#### Assigned task
Search the material for the string "failing" and copy each line where it occurs.
───── Given records ─────
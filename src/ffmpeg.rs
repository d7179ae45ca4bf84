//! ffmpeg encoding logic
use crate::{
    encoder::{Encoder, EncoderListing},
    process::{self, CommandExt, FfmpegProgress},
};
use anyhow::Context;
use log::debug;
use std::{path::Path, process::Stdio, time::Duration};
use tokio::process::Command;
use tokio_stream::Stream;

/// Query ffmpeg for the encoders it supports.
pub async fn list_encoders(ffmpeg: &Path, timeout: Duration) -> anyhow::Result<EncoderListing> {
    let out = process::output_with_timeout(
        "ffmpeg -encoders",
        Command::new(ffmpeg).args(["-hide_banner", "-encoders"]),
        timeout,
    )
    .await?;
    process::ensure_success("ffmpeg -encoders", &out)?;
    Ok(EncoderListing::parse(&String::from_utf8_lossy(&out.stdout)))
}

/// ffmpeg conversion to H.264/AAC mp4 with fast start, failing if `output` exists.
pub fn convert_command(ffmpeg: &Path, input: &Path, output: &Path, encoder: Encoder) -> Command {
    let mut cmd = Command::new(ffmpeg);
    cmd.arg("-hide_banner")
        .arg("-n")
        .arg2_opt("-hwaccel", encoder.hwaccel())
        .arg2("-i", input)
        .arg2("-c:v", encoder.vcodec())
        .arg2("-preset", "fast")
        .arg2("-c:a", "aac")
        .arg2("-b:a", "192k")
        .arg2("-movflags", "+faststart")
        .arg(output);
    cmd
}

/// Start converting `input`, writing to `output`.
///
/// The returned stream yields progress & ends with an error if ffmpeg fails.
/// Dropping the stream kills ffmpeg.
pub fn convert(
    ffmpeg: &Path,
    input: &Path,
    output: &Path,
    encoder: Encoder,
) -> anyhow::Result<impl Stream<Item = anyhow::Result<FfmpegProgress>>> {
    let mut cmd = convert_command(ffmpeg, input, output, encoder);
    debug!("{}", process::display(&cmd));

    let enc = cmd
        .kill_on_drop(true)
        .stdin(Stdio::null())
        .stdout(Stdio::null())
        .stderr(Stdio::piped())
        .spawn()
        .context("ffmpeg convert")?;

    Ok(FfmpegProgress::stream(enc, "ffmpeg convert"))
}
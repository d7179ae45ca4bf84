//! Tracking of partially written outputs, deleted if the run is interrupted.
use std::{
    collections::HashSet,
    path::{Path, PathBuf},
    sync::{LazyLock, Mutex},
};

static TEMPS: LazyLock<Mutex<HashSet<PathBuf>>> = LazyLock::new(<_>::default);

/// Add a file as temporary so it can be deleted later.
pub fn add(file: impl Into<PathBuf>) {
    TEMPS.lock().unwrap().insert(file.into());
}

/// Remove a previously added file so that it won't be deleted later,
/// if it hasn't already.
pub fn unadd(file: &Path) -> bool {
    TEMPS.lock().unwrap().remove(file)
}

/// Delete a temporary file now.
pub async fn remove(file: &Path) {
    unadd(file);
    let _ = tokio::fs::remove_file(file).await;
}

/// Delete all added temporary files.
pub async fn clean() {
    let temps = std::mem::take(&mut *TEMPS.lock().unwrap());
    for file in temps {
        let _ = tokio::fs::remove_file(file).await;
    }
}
─────
───── Given records ─────
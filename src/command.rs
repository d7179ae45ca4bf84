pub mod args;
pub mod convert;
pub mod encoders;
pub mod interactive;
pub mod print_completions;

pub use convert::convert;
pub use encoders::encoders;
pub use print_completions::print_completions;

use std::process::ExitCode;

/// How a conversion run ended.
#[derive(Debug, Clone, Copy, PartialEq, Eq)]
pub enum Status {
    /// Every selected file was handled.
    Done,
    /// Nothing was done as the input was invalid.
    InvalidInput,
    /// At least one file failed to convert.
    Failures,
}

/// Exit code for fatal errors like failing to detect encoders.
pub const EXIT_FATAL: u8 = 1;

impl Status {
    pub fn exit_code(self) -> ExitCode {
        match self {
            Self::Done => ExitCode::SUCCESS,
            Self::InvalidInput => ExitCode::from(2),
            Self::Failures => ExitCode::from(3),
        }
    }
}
─────
───── Given records ─────
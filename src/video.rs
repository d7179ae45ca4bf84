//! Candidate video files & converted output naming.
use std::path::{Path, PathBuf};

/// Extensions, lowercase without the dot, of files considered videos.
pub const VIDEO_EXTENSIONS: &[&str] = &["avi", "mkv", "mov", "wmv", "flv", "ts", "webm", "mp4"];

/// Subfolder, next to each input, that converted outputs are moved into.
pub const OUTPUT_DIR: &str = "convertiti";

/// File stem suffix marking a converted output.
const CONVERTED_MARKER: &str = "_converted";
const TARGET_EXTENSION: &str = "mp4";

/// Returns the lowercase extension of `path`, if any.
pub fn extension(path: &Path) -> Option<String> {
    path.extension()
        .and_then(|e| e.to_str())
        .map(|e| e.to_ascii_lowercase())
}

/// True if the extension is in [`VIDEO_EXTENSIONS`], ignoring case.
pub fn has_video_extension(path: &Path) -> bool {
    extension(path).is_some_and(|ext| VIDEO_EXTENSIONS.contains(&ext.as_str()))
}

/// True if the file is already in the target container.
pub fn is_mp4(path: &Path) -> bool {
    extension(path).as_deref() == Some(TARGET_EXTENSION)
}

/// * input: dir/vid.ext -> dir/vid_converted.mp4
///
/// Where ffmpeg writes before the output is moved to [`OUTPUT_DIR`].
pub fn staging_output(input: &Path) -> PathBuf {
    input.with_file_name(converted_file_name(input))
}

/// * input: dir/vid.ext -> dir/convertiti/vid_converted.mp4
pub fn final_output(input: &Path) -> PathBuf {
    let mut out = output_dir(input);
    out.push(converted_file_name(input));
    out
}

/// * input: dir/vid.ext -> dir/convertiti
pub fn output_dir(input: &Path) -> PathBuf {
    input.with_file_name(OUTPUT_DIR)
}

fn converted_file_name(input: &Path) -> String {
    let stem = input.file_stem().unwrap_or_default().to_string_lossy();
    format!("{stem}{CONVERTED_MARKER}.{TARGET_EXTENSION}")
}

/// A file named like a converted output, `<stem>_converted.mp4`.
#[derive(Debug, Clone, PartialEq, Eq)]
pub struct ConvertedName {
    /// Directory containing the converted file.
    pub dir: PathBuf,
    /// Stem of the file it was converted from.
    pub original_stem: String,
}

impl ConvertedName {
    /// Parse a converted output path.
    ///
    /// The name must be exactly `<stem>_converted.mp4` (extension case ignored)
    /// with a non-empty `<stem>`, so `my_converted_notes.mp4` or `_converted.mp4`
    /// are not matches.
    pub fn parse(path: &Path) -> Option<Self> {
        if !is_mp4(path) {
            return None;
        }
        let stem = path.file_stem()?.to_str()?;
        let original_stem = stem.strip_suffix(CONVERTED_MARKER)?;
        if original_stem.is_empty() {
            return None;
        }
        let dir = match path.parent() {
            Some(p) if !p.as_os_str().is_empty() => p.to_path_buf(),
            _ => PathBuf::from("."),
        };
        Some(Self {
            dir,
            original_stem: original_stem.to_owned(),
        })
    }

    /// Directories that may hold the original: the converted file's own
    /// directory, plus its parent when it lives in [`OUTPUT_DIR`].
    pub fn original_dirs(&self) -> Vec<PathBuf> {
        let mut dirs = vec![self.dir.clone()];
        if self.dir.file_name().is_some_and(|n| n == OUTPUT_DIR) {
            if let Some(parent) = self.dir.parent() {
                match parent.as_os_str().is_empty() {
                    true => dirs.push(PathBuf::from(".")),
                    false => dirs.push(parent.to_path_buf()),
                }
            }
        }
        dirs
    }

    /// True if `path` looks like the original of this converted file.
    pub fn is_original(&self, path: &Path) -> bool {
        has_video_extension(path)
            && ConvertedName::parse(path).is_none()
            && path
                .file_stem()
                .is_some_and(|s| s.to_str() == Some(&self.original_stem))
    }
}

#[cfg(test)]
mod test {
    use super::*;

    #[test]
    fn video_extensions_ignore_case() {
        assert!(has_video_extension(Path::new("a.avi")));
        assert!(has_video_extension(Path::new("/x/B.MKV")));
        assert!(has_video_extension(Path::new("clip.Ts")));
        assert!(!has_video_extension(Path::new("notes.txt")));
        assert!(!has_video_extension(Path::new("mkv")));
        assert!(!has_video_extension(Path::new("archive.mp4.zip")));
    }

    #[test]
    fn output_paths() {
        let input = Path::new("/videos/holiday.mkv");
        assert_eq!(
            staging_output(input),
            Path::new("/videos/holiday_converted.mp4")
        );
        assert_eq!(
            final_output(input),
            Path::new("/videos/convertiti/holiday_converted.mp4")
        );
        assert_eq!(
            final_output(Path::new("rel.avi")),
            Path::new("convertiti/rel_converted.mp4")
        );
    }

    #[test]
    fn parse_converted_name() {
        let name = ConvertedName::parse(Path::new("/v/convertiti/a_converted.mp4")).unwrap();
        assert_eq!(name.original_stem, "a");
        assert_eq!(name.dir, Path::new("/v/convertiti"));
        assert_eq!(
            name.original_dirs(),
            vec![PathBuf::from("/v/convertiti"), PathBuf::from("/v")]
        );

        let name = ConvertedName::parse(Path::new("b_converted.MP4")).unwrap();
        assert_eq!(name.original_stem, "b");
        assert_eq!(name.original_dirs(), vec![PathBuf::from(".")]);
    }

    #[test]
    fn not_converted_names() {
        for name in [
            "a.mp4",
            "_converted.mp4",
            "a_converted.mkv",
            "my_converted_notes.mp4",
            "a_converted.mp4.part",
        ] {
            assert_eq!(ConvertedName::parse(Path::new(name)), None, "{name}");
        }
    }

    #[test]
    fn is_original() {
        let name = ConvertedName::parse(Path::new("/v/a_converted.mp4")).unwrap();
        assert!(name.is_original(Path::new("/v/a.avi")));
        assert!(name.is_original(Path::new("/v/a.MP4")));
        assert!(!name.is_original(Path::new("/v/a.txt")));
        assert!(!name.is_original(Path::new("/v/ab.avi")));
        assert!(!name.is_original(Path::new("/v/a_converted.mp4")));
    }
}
─────
#### Solved problem
/// ffmpeg conversion to H.264/AAC mp4 with fast start, failing if `output` exists.
/// Exit code for fatal errors like failing to detect encoders.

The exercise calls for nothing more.